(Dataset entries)
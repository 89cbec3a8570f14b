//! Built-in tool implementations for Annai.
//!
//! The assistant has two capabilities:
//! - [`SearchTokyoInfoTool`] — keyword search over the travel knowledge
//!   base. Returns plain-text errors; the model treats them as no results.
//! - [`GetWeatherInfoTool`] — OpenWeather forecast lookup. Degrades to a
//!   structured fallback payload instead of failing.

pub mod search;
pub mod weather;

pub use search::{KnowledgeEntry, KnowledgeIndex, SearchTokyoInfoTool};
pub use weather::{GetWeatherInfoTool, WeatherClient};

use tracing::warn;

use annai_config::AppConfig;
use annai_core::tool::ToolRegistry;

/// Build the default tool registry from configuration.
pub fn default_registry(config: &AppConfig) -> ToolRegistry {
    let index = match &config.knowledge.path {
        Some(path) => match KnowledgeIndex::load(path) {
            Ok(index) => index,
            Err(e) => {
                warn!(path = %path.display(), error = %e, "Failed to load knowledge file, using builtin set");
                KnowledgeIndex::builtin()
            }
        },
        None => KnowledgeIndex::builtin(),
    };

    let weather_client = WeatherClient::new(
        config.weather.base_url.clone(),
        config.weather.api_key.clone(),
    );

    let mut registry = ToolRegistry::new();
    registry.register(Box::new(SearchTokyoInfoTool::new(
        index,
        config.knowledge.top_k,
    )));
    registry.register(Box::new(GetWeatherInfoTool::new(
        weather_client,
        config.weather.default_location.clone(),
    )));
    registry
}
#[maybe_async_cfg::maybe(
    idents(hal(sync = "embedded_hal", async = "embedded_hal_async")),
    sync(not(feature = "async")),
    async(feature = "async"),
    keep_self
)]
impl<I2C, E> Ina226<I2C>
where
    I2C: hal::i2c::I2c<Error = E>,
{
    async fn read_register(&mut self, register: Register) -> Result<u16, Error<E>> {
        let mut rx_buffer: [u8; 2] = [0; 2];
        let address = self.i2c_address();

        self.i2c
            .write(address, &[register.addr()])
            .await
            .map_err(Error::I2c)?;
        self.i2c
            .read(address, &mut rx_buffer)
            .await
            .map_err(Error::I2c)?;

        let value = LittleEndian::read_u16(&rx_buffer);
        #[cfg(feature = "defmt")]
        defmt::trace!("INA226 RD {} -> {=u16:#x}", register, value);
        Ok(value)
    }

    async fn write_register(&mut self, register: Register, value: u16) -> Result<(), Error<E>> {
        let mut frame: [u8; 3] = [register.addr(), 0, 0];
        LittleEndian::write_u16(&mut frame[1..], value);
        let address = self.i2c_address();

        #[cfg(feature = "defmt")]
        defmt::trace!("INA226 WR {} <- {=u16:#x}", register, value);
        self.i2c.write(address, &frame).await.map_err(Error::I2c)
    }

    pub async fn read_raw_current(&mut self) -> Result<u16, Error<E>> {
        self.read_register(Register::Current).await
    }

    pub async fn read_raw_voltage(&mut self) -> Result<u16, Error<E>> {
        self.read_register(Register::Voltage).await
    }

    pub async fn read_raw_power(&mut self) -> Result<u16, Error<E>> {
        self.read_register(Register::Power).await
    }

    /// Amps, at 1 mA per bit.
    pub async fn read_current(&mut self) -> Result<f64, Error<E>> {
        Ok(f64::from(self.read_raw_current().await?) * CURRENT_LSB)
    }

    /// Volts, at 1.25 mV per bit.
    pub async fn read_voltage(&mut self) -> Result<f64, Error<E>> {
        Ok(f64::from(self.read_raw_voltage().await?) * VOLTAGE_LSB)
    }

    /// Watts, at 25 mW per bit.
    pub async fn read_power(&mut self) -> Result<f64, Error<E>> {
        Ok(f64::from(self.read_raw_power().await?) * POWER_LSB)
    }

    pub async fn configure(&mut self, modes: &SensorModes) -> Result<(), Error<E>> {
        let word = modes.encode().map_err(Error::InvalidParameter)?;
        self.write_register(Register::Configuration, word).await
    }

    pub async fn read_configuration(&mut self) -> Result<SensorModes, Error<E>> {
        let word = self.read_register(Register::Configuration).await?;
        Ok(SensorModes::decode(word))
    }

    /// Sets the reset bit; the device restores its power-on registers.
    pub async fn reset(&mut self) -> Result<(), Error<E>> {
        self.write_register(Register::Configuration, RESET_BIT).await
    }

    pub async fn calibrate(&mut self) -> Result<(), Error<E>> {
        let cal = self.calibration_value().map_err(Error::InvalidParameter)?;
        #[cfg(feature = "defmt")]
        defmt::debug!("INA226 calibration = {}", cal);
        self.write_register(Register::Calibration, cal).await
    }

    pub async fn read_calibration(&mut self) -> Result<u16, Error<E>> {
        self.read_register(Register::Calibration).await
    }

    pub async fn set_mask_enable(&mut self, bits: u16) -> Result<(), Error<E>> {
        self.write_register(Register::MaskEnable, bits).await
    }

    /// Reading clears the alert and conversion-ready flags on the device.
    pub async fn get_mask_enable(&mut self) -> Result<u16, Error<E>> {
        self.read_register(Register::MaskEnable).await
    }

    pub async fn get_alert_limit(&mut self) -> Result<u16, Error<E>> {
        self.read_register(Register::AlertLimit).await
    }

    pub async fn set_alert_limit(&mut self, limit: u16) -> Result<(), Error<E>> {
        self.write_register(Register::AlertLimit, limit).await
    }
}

* **TRY IT**:
Quote exactly the first line of the entries and every line after it, stopping with the line that contains "as no results.".

* **RESULT OF THIS EXERCISE**:
repository 89cbec3a8570f14b
//! Built-in tool implementations for Annai.
//!
//! The assistant has two capabilities:
//! - [`SearchTokyoInfoTool`] — keyword search over the travel knowledge
//!   base. Returns plain-text errors; the model treats them as no results.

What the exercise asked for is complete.